Over the next several months, a Canadian government commission, popularly known as the Dubin inquiry, painstakingly and publicly investigated the case, calling witnesses — including the despicable Lewis, who of course drove Canadians to fury by calmly, oh so innocently repeating his long-held suspicions about Johnson’s camp, and preaching (with forked tongue) about the importance of clean sport — and gradually breaking down the key players on the witness stand, as Johnson’s coach Charlie Francis, other athletes, and “sports medicine” doctors, tried to save themselves from their culpability with excuses and rationalizations. Johnson himself, in the end, was shown to be an inarticulate and ignorant man who had been protected and prodded by handlers from childhood, a lost lamb in a new country, hardened into pitiable intransigence only by the singlemindedness of the self-preservation instinct, a young immigrant who had no other plausible path to achievement but through running, and no other path to running success than through the well-organized, well-connected team of coaches and doctors who managed every step of his rise to glory. They elevated him from raw talent to greatness, but only at the price of his self-respect, and with the most publicly humiliating and isolating fallout. Johnson was just a naïve kid with dreams of fame and glory. Francis and his team of trainers and doctors were the real villains here, for they knew exactly what they were doing, and why they were doing it.
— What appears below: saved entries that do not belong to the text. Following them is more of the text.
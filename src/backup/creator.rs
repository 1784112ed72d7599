//! Full, incremental and differential backups
//!
//! All three strategies share a single physical write path. They differ
//! only in whether the write happens at all (incremental skips unchanged
//! content) and in the `kind`/`based_on` bookkeeping. Every variant stores
//! a complete copy of the source.

use std::fs::{self, File};
use std::io::{self, BufReader, BufWriter, Write};
use std::path::{Path, PathBuf};

use chrono::{DateTime, Utc};
use flate2::write::GzEncoder;
use flate2::Compression;
use serde::Serialize;
use tracing::{debug, info};

use super::engine::BackupEngine;
use super::fingerprint::{self, HashingReader, CHUNK_SIZE};
use super::record::{BackupKind, BackupRecord};
use crate::error::{SnapKeepError, SnapKeepResult};
use crate::storage::temp_sibling;

/// Details of a backup that was written
#[derive(Debug, Clone, Serialize)]
pub struct BackupReport {
    pub backup_id: String,
    #[serde(rename = "type")]
    pub kind: BackupKind,
    pub artifact_path: PathBuf,
    pub original_size: u64,
    pub stored_size: u64,
    pub compressed: bool,
    #[serde(skip_serializing_if = "Option::is_none")]
    pub compression_ratio: Option<f64>,
    #[serde(skip_serializing_if = "Option::is_none")]
    pub based_on: Option<String>,
}

/// Result of an incremental backup, which may skip the write
#[derive(Debug, Clone, Serialize)]
pub struct IncrementalReport {
    pub skipped: bool,
    #[serde(skip_serializing_if = "Option::is_none")]
    pub reason: Option<String>,
    #[serde(flatten)]
    pub backup: Option<BackupReport>,
}

impl IncrementalReport {
    fn created(report: BackupReport) -> Self {
        Self {
            skipped: false,
            reason: None,
            backup: Some(report),
        }
    }

    fn skipped() -> Self {
        Self {
            skipped: true,
            reason: Some("No changes detected since last backup".to_string()),
            backup: None,
        }
    }
}

/// Sizes and fingerprint captured while writing an artifact
struct ArtifactStats {
    content_hash: String,
    original_size: u64,
    stored_size: u64,
}

impl BackupEngine {
    /// Create a full backup of `source` (or the configured data file)
    pub fn create_full(
        &mut self,
        source: Option<&Path>,
        compress: bool,
        description: Option<&str>,
    ) -> SnapKeepResult<BackupReport> {
        let source = self.source_or_default(source);
        self.write_backup(&source, compress, description, BackupKind::Full)
    }

    /// Back up only if the content changed since the last successful backup
    pub fn create_incremental(
        &mut self,
        source: Option<&Path>,
        compress: bool,
        description: Option<&str>,
    ) -> SnapKeepResult<IncrementalReport> {
        let source = self.source_or_default(source);
        let current = fingerprint::hash_file(&source)?;

        if self.last_backup_hash.as_deref() == Some(current.as_str()) {
            debug!(source = %source.display(), hash = %current, "content unchanged, skipping backup");
            return Ok(IncrementalReport::skipped());
        }

        self.write_backup(&source, compress, description, BackupKind::Incremental)
            .map(IncrementalReport::created)
    }

    /// Back up and tag the result against the most recent full backup
    ///
    /// With no full backup in the index this is a plain full backup.
    pub fn create_differential(
        &mut self,
        source: Option<&Path>,
        compress: bool,
        description: Option<&str>,
    ) -> SnapKeepResult<BackupReport> {
        let source = self.source_or_default(source);
        self.write_backup(&source, compress, description, BackupKind::Differential)
    }

    fn write_backup(
        &mut self,
        source: &Path,
        compress: bool,
        description: Option<&str>,
        requested: BackupKind,
    ) -> SnapKeepResult<BackupReport> {
        if !source.is_file() {
            return Err(SnapKeepError::file_not_found(source));
        }

        let _lock = self.lock()?;
        self.index.refresh()?;

        let (kind, based_on) = match requested {
            BackupKind::Differential => match self.index.latest_of_kind(BackupKind::Full) {
                Some(full) => (BackupKind::Differential, Some(full.backup_id.clone())),
                None => {
                    info!("no full backup in the index, differential falls back to full");
                    (BackupKind::Full, None)
                }
            },
            other => (other, None),
        };

        let created_at = Utc::now();
        let backup_id = self.allocate_id(created_at);
        let extension = if compress { "json.gz" } else { "json" };
        let artifact_name = format!("{}.{}", backup_id, extension);
        let artifact_path = self.backup_dir.join(&artifact_name);

        let stats = write_artifact(source, &artifact_path, compress)?;
        let compression_ratio = (compress && stats.original_size > 0)
            .then(|| 1.0 - stats.stored_size as f64 / stats.original_size as f64);

        let record = BackupRecord {
            backup_id: backup_id.clone(),
            kind,
            created_at,
            description: description.map(str::to_string).filter(|d| !d.is_empty()),
            source_path: source.to_path_buf(),
            content_hash: stats.content_hash.clone(),
            original_size: stats.original_size,
            stored_size: stats.stored_size,
            compressed: compress,
            compression_ratio,
            artifact_name,
            based_on: based_on.clone(),
        };

        // The artifact is durable at this point; only now does it enter the index
        self.index.append(record)?;
        if let Err(e) = self.index.persist() {
            self.index.remove(&backup_id);
            let _ = fs::remove_file(&artifact_path);
            return Err(e);
        }

        self.last_backup_hash = Some(stats.content_hash);

        info!(
            backup_id = %backup_id,
            kind = %kind,
            stored_size = stats.stored_size,
            compressed = compress,
            "backup created"
        );

        Ok(BackupReport {
            backup_id,
            kind,
            artifact_path,
            original_size: stats.original_size,
            stored_size: stats.stored_size,
            compressed: compress,
            compression_ratio,
            based_on,
        })
    }

    /// Pick an unused id for a backup taken at `at`
    ///
    /// Ids are second-resolution; later backups in the same second get a
    /// `_1`, `_2`, ... suffix.
    fn allocate_id(&self, at: DateTime<Utc>) -> String {
        let base = format!("backup_full_{}", at.format("%Y%m%d_%H%M%S"));
        if !self.id_taken(&base) {
            return base;
        }
        (1u32..)
            .map(|n| format!("{}_{}", base, n))
            .find(|candidate| !self.id_taken(candidate))
            .unwrap_or(base)
    }

    fn id_taken(&self, id: &str) -> bool {
        self.index.contains(id)
            || self.backup_dir.join(format!("{}.json", id)).exists()
            || self.backup_dir.join(format!("{}.json.gz", id)).exists()
    }
}

/// Stream `source` into `dest`, hashing the bytes on the way
///
/// Data goes to a `.partial` sibling first and is renamed into place only
/// after it has been flushed and synced.
fn write_artifact(source: &Path, dest: &Path, compress: bool) -> SnapKeepResult<ArtifactStats> {
    let partial = temp_sibling(dest, "partial");

    let stats = match copy_into(source, &partial, compress) {
        Ok(stats) => stats,
        Err(e) => {
            let _ = fs::remove_file(&partial);
            return Err(SnapKeepError::Io(format!(
                "Failed to write backup artifact {}: {}",
                dest.display(),
                e
            )));
        }
    };

    fs::rename(&partial, dest).map_err(|e| {
        let _ = fs::remove_file(&partial);
        SnapKeepError::Io(format!("Failed to finalize backup artifact: {}", e))
    })?;

    Ok(stats)
}

fn copy_into(source: &Path, dest: &Path, compress: bool) -> io::Result<ArtifactStats> {
    let input = File::open(source)?;
    let mut reader = HashingReader::new(BufReader::with_capacity(CHUNK_SIZE, input));
    let writer = BufWriter::new(File::create(dest)?);

    let writer = if compress {
        let mut encoder = GzEncoder::new(writer, Compression::default());
        io::copy(&mut reader, &mut encoder)?;
        encoder.finish()?
    } else {
        let mut writer = writer;
        io::copy(&mut reader, &mut writer)?;
        writer
    };
    let stored_size = seal(writer)?;

    let (content_hash, original_size) = reader.finish();
    Ok(ArtifactStats {
        content_hash,
        original_size,
        stored_size,
    })
}

/// Flush and fsync, returning the final file size
fn seal(mut writer: BufWriter<File>) -> io::Result<u64> {
    writer.flush()?;
    let file = writer.get_ref();
    file.sync_all()?;
    Ok(file.metadata()?.len())
}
The interesting thing, however, from a social psychology point of view, was how long so many Canadians held out against the obvious and inescapable truth of the case. The Dubin inquiry dragged on for months, and was only completed almost a year after the Seoul Olympics, and yet this prolonged wallow through the mire of sport was perhaps necessary to help many Canadians slowly break down the walls of indignation and willful blindness in their souls. They had invested so much of their own personal and national pride and hope in the fate of Ben Johnson — we all had — that accepting the truth that we had all been duped and abused was simply too much for some to digest. The reflected shame of feeling fooled, and the public overturning of one’s passionate belief, are too painful for many a soul. For many, perhaps millions, it took a year to overcome the folly of clinging to unfounded and ultimately irrelevant conspiracy theories about tainted urine samples or spiked drinks, and to come to grips with the hard reality that those theories were nothing but accusations without an iota of evidence or common sense to support them — they were supported only by the collective will of the innocently duped, who were unable to accept the short-term ego bruising required to realign their emotional needs with the reality revealed by reason, namely that their hero had been a fake, that he was guilty as charged, and that none of his contradictory theories could explain away the revealed truth of his long-time steroid use.

I think of the Ben Johnson scandal these days, and of the smug, self-promoting rationalizations of his pseudo-straight-talking coach Charlie Francis, as I watch millions of Americans who believed in a dream called Donald Trump, and invested their souls in that dream far too personally, and who are now unable to admit to themselves, let alone to their neighbors, how thoroughly they were played for fools, and their enthusiasm abused, by the most blatant and brazen of political opportunists and fakes. It hurts to let go of a dream that felt so good while it lasted. But it wasn’t real. And just as I had to admit to myself in the summer of 1988, and then frustratingly watch others admit to themselves too slowly over the subsequent months, so I say now to those clinging too long to the fantasy that Trump was a great American who won the 2020 election, only to have it stolen from him by the political equivalent of a tainted steroid test conspiracy: To cling to the shattered dream is to live your life on false and fraudulent terms. It is past time to let it go.